Goal of the exercise:
Give only the number of lines below that contain the word "constants".

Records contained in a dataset
#####

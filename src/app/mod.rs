use crate::catalog::{Catalog, DataFeed};
use crate::grid::GridProjector;
use crate::session::EditorSession;
use eframe::egui;

mod actions;
mod help;
mod picker;
mod render;
mod settings;
mod update;

#[derive(Clone, Copy, Debug, PartialEq, Eq)]
enum NoticeTone {
    Info,
    Error,
}

/// Status line message that disappears on its own.
#[derive(Clone, Debug)]
struct Notice {
    text: String,
    tone: NoticeTone,
    expires_at: f64,
}

pub struct EditorApp {
    session: EditorSession,
    catalog: Catalog,
    data: DataFeed,
    doc: actions::DashboardDoc,
    dashboard_path: String,
    catalog_path: String,
    data_path: String,
    settings_path: String,
    row_height: f32,
    margin: egui::Vec2,
    notice_seconds: f64,
    show_grid_lines: bool,
    notice: Option<Notice>,
    pending_notice: Option<(String, NoticeTone)>,
    picker: picker::WidgetPicker,
    show_help: bool,
}

impl EditorApp {
    fn config_path() -> Option<String> {
        if let Some(home) = std::env::var_os("HOME") {
            let path = std::path::PathBuf::from(home).join(".config").join("gridboard.toml");
            if path.exists() {
                return Some(path.display().to_string());
            }
        }
        if std::path::Path::new("settings.toml").exists() {
            return Some("settings.toml".to_string());
        }
        None
    }

    pub fn new(_cc: &eframe::CreationContext<'_>) -> Self {
        let settings_path = Self::config_path().unwrap_or_else(|| "settings.toml".to_string());
        let settings = settings::load_settings(&settings_path)
            .or_else(|| settings::load_settings("settings.json"))
            .unwrap_or_default()
            .validated();

        let projector =
            GridProjector::with_metrics(0.0, settings.row_height, settings.margin_vec());
        let mut app = Self {
            session: EditorSession::new(projector),
            catalog: Catalog::default(),
            data: DataFeed::new(),
            doc: actions::DashboardDoc::untitled(),
            dashboard_path: settings.dashboard_path.clone(),
            catalog_path: settings.catalog_path.clone(),
            data_path: settings.data_path.clone(),
            settings_path,
            row_height: settings.row_height,
            margin: settings.margin_vec(),
            notice_seconds: settings.notice_seconds,
            show_grid_lines: settings.show_grid_lines,
            notice: None,
            pending_notice: None,
            picker: picker::WidgetPicker::default(),
            show_help: false,
        };
        app.reload_sources();
        app.start_new_dashboard();
        if std::path::Path::new(&app.dashboard_path).exists() {
            let path = app.dashboard_path.clone();
            app.open_dashboard(&path);
        }
        app
    }
}
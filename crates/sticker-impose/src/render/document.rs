//! Imposed document assembly

use crate::catalog::SheetTemplate;
use crate::layout::{PackingSolution, bounded_tiles, tile_placements};
use crate::marks::registration_marks;
use crate::types::{ImposeError, OutputIntent, Result};
use svg::Document;
use svg::node::element::{Definitions, Use};

use super::shape::{CutGeometry, TileFrame, artwork_group, cut_shape, sticker_group};

const XLINK_NAMESPACE: &str = "http://www.w3.org/1999/xlink";

/// What is drawn inside every tile
#[derive(Debug, Clone, Copy)]
pub struct StickerArt<'a> {
    pub geometry: &'a CutGeometry,
    /// Image reference (usually a data URI); required for print output
    pub artwork_href: Option<&'a str>,
    /// Fill drawn under the artwork
    pub background: Option<&'a str>,
}

/// Physical extent of the document (mm)
pub fn document_size(solution: &PackingSolution, template: &SheetTemplate) -> (f64, f64) {
    match solution.roll {
        Some(run) => (template.width_mm, run.linear_height_mm),
        None => (template.width_mm, template.height_mm),
    }
}

/// Render the imposition of a packing solution.
///
/// Fails with [`ImposeError::Infeasible`] when nothing can be tiled or the grid
/// exceeds what one document can hold, and with
/// [`ImposeError::MissingArtwork`] when print output is requested without an
/// image.
pub fn render_imposition(
    solution: &PackingSolution,
    template: &SheetTemplate,
    art: &StickerArt<'_>,
    intent: OutputIntent,
) -> Result<Document> {
    if !solution.is_feasible() || bounded_tiles(solution.cols, solution.rows).is_none() {
        return Err(ImposeError::Infeasible);
    }

    let frame = TileFrame::of(solution);
    let artwork = match intent {
        OutputIntent::Print => {
            let href = art.artwork_href.ok_or(ImposeError::MissingArtwork)?;
            Some(artwork_group(href, art.background, &frame))
        }
        OutputIntent::Cut => None,
    };

    let definitions = Definitions::new()
        .add(cut_shape(art.geometry, &frame))
        .add(sticker_group(artwork));

    let (width, height) = document_size(solution, template);
    let mut document = Document::new()
        .set("xmlns:xlink", XLINK_NAMESPACE)
        .set("width", format!("{}mm", width))
        .set("height", format!("{}mm", height))
        .set("viewBox", format!("0 0 {} {}", width, height))
        .add(definitions)
        .add(registration_marks(template));

    let placements = tile_placements(solution, template);
    log::debug!(
        "rendering {} tiles ({}) on {}×{} mm",
        placements.len(),
        intent.label(),
        width,
        height
    );
    for tile in placements {
        document = document.add(
            Use::new()
                .set("href", "#sticker")
                .set("x", tile.x_mm)
                .set("y", tile.y_mm),
        );
    }

    Ok(document)
}
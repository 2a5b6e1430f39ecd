use crate::constants::cm_to_mm;
use thiserror::Error;

#[derive(Error, Debug)]
pub enum ImposeError {
    #[error("IO error: {0}")]
    Io(#[from] std::io::Error),
    #[cfg(feature = "serde")]
    #[error("JSON error: {0}")]
    Json(#[from] serde_json::Error),
    #[error("Image error: {0}")]
    Image(#[from] image::ImageError),
    #[error("Invalid configuration: {0}")]
    Config(String),
    #[error("Invalid work calendar: {0}")]
    Calendar(String),
    #[error("Task join error: {0}")]
    TaskJoin(#[from] tokio::task::JoinError),
    #[error("The sticker does not fit on the selected medium")]
    Infeasible,
    #[error("Print output requires artwork")]
    MissingArtwork,
}

pub type Result<T> = std::result::Result<T, ImposeError>;

/// Production technique
#[derive(Debug, Clone, Copy, PartialEq, Eq, Hash, Default)]
#[cfg_attr(feature = "serde", derive(serde::Serialize, serde::Deserialize))]
pub enum ProductionMode {
    /// Sheet-fed digital press
    #[default]
    Press,
    /// Sheet-fed inkjet plotter
    Plotter,
    /// Roll-fed UV printer, DTF film
    DtfUv,
    /// Roll-fed UV printer, holographic film
    HoloUv,
}

impl ProductionMode {
    pub const ALL: [ProductionMode; 4] = [
        ProductionMode::Press,
        ProductionMode::Plotter,
        ProductionMode::DtfUv,
        ProductionMode::HoloUv,
    ];

    /// Whether the mode prints on a continuous roll
    pub fn is_roll_fed(self) -> bool {
        matches!(self, ProductionMode::DtfUv | ProductionMode::HoloUv)
    }

    /// Short identifier used in file names
    pub fn tag(self) -> &'static str {
        self.profile().tag
    }

    pub fn name(self) -> &'static str {
        self.profile().name
    }
}

/// Lamination applied after printing (sheet-fed only)
#[derive(Debug, Clone, Copy, PartialEq, Eq, Hash, Default)]
#[cfg_attr(feature = "serde", derive(serde::Serialize, serde::Deserialize))]
pub enum Finish {
    #[default]
    None,
    Gloss,
    Matte,
}

impl Finish {
    pub fn name(self) -> &'static str {
        match self {
            Finish::None => "No finish",
            Finish::Gloss => "Gloss lamination",
            Finish::Matte => "Matte lamination",
        }
    }
}

/// Cut line selection
#[derive(Debug, Clone, Copy, PartialEq, Eq, Hash, Default)]
#[cfg_attr(feature = "serde", derive(serde::Serialize, serde::Deserialize))]
pub enum CutShape {
    /// Outline path supplied by the contour service
    Contour,
    #[default]
    Rectangle,
    RoundedRectangle,
    /// Ellipse inscribed in the item (a circle for square items)
    Ellipse,
}

/// How the demand of a roll-fed job is expressed
#[derive(Debug, Clone, Copy, PartialEq, Eq, Hash, Default)]
#[cfg_attr(feature = "serde", derive(serde::Serialize, serde::Deserialize))]
pub enum InputMode {
    #[default]
    Quantity,
    Length,
}

/// What the emitted document is for
#[derive(Debug, Clone, Copy, PartialEq, Eq, Hash)]
pub enum OutputIntent {
    /// Artwork layered under the cut geometry
    Print,
    /// Cut geometry only
    Cut,
}

impl OutputIntent {
    pub fn label(self) -> &'static str {
        match self {
            OutputIntent::Print => "PRINT",
            OutputIntent::Cut => "CUT",
        }
    }
}

/// Physical size of one sticker
#[derive(Debug, Clone, Copy, PartialEq)]
pub struct ItemSpec {
    pub width_cm: f64,
    pub height_cm: f64,
}

impl ItemSpec {
    pub fn new(width_cm: f64, height_cm: f64) -> Self {
        Self {
            width_cm,
            height_cm,
        }
    }

    pub fn width_mm(&self) -> f64 {
        cm_to_mm(self.width_cm)
    }

    pub fn height_mm(&self) -> f64 {
        cm_to_mm(self.height_cm)
    }

    /// Both dimensions are usable for computation
    pub fn is_valid(&self) -> bool {
        self.width_cm > 0.0 && self.height_cm > 0.0
    }
}

/// The amount of output requested
#[derive(Debug, Clone, Copy, PartialEq)]
pub enum DemandSpec {
    /// A number of stickers
    Quantity(u32),
    /// A run length in centimeters (roll-fed only)
    Length { cm: f64 },
}
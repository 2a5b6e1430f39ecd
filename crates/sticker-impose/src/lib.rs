pub mod artwork;
pub mod catalog;
pub mod constants;
mod estimate;
mod io;
pub mod layout;
pub mod marks;
mod options;
pub mod pricing;
pub mod render;
pub mod schedule;
pub mod services;
#[cfg(feature = "serde")]
pub mod store;
mod types;

pub use artwork::Artwork;
pub use catalog::{MediaKind, ModeProfile, SheetTemplate, SpacingRule};
pub use estimate::{ProductionEstimate, estimate};
pub use io::{download_filename, save_svg};
pub use layout::{PackingSolution, RollRun, calculate_layout};
pub use options::*;
pub use pricing::{CostBreakdown, CostLine, MeterOffer, PricingOptions, price};
pub use render::{CutGeometry, StickerArt, render_imposition};
pub use schedule::{Clock, FixedClock, SystemClock, WorkCalendar, WorkWindow};
pub use services::{Advisory, Design, ServiceOutcome};
pub use types::*;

#####

Output for this exercise:
2